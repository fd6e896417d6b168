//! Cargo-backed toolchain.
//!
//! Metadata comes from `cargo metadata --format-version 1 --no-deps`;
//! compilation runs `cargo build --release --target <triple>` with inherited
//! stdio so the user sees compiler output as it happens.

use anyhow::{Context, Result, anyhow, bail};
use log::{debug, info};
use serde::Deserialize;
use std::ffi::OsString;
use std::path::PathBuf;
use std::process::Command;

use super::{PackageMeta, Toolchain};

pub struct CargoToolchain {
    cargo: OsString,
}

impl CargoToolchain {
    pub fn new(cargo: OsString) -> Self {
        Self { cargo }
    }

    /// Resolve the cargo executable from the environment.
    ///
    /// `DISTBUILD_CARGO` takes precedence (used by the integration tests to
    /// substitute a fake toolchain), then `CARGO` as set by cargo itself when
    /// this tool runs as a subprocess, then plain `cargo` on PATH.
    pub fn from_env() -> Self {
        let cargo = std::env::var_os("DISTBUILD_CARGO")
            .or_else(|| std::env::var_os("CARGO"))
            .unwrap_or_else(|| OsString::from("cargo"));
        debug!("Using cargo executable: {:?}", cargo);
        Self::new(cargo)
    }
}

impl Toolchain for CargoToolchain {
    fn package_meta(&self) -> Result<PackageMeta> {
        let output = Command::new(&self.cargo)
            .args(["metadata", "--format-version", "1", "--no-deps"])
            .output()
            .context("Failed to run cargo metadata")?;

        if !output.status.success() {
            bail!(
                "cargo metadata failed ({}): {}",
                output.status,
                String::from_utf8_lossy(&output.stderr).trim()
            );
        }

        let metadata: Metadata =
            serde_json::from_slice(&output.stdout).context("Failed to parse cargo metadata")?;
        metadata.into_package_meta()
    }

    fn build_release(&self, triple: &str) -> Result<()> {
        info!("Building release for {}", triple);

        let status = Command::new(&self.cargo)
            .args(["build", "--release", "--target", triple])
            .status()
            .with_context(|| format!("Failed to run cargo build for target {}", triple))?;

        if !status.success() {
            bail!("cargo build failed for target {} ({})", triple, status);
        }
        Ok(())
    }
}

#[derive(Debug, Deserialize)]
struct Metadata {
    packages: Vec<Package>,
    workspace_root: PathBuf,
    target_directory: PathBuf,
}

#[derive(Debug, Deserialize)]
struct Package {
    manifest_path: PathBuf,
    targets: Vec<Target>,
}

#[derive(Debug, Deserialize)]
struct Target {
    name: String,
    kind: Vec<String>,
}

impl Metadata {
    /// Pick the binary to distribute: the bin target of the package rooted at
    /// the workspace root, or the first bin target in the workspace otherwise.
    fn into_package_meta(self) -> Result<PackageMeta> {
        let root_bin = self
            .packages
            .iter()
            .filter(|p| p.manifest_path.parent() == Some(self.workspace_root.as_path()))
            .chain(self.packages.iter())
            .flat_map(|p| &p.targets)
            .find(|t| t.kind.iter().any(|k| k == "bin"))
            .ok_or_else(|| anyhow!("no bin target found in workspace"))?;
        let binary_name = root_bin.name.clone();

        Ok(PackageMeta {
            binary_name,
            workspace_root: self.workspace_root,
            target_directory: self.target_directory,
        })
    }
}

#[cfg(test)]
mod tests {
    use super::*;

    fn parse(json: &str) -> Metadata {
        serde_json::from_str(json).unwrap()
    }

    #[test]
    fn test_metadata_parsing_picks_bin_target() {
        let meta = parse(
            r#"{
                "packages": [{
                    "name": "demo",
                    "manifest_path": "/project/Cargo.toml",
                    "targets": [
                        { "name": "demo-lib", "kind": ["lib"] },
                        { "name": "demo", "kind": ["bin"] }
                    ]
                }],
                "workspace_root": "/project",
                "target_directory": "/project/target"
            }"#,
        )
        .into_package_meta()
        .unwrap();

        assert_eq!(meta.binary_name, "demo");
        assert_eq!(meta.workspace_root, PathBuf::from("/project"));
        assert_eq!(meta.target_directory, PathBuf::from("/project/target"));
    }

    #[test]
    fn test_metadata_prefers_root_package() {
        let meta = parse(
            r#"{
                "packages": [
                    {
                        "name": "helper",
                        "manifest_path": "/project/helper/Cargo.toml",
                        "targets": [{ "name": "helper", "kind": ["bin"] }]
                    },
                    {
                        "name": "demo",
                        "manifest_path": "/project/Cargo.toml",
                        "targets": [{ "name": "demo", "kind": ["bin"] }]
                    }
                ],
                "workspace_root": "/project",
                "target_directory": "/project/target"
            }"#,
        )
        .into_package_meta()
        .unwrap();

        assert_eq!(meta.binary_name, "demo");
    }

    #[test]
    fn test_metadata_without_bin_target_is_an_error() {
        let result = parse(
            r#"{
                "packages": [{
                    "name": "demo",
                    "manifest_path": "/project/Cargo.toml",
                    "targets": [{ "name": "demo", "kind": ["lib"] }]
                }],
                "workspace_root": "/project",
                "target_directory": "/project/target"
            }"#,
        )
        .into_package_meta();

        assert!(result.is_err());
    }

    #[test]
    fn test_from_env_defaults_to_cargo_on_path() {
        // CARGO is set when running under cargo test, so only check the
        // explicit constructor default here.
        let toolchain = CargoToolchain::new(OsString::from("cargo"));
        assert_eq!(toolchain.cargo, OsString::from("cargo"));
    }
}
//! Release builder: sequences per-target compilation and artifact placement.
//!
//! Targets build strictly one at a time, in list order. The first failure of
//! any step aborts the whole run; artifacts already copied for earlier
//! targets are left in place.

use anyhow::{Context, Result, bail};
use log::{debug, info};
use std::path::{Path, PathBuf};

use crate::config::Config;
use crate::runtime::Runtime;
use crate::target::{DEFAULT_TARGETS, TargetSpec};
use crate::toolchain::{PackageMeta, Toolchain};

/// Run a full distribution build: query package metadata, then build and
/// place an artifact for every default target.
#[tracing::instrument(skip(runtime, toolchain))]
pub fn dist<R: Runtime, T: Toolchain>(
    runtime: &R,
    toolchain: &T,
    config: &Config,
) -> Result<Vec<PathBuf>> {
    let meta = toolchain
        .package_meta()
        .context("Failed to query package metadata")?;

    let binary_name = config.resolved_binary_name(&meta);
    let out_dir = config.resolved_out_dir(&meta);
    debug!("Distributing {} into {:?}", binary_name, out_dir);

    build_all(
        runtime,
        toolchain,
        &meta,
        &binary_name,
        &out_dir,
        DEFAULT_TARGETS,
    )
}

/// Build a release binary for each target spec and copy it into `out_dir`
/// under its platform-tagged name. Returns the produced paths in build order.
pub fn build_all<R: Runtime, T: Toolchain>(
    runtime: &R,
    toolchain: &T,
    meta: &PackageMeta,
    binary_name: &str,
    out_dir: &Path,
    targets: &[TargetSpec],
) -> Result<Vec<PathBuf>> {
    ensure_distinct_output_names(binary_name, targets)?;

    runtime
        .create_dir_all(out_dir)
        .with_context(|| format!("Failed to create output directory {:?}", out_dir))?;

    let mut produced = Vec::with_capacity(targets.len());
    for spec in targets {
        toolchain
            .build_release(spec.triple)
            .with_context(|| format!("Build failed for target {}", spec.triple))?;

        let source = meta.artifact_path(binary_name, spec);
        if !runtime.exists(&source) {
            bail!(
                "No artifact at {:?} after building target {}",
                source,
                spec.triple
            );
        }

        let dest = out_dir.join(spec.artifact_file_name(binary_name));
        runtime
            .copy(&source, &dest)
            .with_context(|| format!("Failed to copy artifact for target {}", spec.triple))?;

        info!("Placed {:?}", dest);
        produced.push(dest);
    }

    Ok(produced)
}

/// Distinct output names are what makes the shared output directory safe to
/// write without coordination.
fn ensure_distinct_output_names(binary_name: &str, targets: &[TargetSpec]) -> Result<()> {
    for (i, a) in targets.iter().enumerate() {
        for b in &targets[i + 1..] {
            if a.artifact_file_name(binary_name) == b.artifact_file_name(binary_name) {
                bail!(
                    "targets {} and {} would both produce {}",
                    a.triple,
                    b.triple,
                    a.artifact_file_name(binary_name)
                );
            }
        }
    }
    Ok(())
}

*WORK TASK*. What is needed is an exact copy of the entries above, from the first line through the line holding "pub fn from_env()", with both of those lines kept; please give nothing else.

*ANSWER*.
repository fd6e896417d6b168
//! Cargo-backed toolchain.
//!
//! Metadata comes from `cargo metadata --format-version 1 --no-deps`;
//! compilation runs `cargo build --release --target <triple>` with inherited
//! stdio so the user sees compiler output as it happens.

use anyhow::{Context, Result, anyhow, bail};
use log::{debug, info};
use serde::Deserialize;
use std::ffi::OsString;
use std::path::PathBuf;
use std::process::Command;

use super::{PackageMeta, Toolchain};

pub struct CargoToolchain {
    cargo: OsString,
}

impl CargoToolchain {
    pub fn new(cargo: OsString) -> Self {
        Self { cargo }
    }

    /// Resolve the cargo executable from the environment.
    ///
    /// `DISTBUILD_CARGO` takes precedence (used by the integration tests to
    /// substitute a fake toolchain), then `CARGO` as set by cargo itself when
    /// this tool runs as a subprocess, then plain `cargo` on PATH.
    pub fn from_env() -> Self {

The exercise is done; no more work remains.